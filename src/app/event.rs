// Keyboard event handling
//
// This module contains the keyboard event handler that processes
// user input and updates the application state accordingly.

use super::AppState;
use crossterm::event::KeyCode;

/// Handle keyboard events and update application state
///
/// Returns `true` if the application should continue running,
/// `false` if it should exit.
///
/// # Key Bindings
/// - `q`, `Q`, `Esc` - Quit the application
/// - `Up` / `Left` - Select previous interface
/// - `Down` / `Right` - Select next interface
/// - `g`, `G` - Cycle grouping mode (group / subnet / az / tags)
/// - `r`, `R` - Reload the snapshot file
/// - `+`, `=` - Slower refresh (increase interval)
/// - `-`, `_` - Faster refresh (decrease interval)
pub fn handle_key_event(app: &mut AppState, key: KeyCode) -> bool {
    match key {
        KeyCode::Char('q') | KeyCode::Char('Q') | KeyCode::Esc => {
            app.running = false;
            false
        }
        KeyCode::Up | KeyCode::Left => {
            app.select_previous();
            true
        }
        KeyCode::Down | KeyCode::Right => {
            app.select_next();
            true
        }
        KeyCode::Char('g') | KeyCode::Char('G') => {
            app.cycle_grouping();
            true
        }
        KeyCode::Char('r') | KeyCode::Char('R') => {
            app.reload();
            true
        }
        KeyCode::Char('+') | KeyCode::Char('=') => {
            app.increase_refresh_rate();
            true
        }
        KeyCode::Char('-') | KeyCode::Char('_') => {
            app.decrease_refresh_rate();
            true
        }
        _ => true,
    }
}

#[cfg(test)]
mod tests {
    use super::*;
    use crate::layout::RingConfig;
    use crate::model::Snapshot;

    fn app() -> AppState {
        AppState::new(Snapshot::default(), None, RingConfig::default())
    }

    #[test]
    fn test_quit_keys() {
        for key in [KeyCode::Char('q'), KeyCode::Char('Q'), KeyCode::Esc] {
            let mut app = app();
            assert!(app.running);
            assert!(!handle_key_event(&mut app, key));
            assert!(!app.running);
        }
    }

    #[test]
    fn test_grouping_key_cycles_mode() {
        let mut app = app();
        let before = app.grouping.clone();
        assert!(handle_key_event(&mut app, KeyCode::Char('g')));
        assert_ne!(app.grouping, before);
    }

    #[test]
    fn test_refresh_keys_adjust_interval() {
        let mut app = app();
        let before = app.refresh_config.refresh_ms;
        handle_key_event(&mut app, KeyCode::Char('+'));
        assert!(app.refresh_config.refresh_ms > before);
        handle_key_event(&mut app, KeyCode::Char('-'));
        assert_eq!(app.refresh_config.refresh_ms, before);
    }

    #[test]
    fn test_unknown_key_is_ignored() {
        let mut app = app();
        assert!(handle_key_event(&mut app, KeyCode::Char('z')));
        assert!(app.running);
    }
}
------------------------------------------------------------------------
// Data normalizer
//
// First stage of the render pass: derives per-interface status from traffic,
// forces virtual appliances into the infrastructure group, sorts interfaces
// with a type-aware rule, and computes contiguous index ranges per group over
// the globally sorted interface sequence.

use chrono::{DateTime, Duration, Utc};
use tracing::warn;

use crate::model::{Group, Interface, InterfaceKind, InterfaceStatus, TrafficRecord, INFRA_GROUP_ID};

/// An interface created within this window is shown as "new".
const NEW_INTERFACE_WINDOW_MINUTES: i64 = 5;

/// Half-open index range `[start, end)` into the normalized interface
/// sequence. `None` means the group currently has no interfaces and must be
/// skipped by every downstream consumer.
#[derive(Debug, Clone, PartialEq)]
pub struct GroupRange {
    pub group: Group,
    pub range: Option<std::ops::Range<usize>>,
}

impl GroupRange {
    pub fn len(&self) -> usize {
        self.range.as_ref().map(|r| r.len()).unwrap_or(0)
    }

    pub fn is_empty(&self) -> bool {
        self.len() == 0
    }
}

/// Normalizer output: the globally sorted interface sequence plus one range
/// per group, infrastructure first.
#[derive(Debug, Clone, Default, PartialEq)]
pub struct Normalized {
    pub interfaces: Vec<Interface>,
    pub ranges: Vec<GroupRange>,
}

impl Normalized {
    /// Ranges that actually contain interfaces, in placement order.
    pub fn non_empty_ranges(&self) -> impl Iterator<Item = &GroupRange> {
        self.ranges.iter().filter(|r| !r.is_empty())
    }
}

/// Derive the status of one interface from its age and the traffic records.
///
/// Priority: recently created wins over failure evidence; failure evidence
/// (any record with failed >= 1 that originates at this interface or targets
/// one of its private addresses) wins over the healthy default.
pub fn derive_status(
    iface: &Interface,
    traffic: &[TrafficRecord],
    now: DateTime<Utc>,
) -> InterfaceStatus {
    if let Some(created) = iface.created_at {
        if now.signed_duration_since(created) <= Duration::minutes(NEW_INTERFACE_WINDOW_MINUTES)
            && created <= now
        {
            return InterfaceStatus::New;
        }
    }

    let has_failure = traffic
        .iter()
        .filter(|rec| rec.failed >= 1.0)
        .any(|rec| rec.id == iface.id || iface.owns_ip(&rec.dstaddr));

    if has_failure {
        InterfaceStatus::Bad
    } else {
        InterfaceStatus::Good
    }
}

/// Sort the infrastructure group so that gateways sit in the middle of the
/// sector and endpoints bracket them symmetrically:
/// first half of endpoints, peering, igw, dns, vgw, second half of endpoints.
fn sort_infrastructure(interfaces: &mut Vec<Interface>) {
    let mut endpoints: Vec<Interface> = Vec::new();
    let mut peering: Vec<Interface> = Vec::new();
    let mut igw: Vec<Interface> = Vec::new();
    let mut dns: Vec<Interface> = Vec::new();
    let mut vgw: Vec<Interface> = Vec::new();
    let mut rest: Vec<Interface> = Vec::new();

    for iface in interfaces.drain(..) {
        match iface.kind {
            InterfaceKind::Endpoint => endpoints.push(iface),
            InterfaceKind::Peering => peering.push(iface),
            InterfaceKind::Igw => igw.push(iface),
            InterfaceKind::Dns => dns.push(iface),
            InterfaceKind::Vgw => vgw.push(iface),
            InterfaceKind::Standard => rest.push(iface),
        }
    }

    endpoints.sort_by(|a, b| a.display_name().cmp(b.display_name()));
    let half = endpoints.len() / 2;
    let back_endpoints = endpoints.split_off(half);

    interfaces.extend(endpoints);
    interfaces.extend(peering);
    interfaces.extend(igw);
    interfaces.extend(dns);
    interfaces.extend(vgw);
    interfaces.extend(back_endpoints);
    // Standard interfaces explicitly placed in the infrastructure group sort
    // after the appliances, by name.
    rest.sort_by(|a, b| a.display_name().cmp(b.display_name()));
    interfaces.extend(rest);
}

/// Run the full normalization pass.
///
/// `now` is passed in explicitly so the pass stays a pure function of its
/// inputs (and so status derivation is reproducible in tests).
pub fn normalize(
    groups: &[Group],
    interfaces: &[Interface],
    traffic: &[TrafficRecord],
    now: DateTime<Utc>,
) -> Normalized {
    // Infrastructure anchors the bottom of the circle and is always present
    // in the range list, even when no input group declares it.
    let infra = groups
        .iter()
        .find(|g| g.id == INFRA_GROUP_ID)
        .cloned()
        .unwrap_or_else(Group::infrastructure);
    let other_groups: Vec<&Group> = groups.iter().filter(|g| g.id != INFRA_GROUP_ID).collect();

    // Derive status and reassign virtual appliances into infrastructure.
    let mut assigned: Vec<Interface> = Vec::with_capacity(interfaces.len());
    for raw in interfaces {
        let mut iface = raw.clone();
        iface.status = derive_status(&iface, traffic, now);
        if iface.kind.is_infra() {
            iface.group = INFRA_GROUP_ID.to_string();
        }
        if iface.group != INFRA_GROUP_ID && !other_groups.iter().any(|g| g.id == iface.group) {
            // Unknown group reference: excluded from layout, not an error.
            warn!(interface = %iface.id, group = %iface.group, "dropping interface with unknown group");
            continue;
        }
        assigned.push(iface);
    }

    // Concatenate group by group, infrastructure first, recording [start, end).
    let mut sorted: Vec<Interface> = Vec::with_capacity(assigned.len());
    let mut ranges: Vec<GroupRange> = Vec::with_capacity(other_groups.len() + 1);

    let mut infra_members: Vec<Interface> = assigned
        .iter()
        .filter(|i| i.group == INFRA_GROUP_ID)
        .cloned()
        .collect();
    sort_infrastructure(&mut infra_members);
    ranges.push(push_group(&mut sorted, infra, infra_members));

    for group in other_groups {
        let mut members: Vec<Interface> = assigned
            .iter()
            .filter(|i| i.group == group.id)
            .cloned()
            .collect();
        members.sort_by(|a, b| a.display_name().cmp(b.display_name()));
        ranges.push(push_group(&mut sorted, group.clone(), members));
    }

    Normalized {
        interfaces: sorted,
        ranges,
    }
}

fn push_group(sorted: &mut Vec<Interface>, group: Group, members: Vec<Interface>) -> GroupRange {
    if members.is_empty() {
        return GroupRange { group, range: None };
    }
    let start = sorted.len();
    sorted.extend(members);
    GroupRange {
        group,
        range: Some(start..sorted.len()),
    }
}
------------------------------------------------------------------------
*Your goal*:
When a line holds the string "filter", pull it out of the listing.

*The completed task*:
        self.ranges.iter().filter(|r| !r.is_empty())
        .filter(|rec| rec.failed >= 1.0)
    let other_groups: Vec<&Group> = groups.iter().filter(|g| g.id != INFRA_GROUP_ID).collect();
        .filter(|i| i.group == INFRA_GROUP_ID)
            .filter(|i| i.group == group.id)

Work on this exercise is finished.